------ Stored data

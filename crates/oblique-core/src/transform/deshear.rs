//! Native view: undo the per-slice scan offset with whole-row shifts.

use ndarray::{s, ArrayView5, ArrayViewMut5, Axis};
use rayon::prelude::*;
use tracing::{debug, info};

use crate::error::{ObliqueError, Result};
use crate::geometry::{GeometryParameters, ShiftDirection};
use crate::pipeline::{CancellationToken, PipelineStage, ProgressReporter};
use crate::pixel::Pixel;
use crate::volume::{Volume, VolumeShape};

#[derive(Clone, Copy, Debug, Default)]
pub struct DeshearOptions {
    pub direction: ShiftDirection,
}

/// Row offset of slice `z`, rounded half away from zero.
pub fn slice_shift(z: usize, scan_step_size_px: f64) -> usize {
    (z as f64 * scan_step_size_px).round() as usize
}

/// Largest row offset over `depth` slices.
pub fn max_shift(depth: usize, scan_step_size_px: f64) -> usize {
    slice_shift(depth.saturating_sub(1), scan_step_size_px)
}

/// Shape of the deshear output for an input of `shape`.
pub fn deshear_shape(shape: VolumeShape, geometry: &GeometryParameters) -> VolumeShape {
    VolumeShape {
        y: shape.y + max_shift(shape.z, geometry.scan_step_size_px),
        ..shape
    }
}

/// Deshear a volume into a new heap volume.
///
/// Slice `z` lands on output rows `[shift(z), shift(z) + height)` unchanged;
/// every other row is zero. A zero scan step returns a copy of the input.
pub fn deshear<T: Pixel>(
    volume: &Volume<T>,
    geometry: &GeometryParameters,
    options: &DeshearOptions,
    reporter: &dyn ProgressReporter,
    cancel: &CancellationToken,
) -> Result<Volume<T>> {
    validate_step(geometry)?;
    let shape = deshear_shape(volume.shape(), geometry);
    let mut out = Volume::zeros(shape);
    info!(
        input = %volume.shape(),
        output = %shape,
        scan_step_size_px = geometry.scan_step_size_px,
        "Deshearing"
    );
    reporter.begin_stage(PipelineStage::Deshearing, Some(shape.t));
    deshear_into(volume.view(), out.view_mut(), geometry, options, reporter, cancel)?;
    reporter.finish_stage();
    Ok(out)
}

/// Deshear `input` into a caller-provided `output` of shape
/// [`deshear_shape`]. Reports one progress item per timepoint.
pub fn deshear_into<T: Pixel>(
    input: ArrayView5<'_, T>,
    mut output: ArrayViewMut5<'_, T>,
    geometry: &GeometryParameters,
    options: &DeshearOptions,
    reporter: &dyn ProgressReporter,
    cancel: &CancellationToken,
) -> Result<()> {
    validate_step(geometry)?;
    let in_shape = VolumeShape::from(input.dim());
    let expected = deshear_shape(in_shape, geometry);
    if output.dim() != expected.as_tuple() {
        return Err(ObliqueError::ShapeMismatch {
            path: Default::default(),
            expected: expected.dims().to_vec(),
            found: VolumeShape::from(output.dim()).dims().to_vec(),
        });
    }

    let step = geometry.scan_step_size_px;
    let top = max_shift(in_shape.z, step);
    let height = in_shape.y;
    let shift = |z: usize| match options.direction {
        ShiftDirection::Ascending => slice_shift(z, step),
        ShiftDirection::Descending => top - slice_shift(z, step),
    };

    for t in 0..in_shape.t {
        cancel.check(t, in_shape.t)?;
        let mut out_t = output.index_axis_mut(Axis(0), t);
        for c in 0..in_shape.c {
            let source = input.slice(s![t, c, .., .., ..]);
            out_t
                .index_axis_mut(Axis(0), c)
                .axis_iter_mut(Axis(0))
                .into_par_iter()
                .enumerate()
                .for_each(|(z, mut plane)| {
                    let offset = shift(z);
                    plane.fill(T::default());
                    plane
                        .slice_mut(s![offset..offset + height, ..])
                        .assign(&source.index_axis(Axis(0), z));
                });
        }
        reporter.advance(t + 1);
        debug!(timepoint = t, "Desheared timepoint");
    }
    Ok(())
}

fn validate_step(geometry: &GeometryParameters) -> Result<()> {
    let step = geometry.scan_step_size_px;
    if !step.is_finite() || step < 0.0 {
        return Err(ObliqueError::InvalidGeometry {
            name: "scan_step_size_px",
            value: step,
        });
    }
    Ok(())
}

------------

= Activity =
Using the records above, report the count of lines holding "expected" and nothing else.

= Exercise response =
3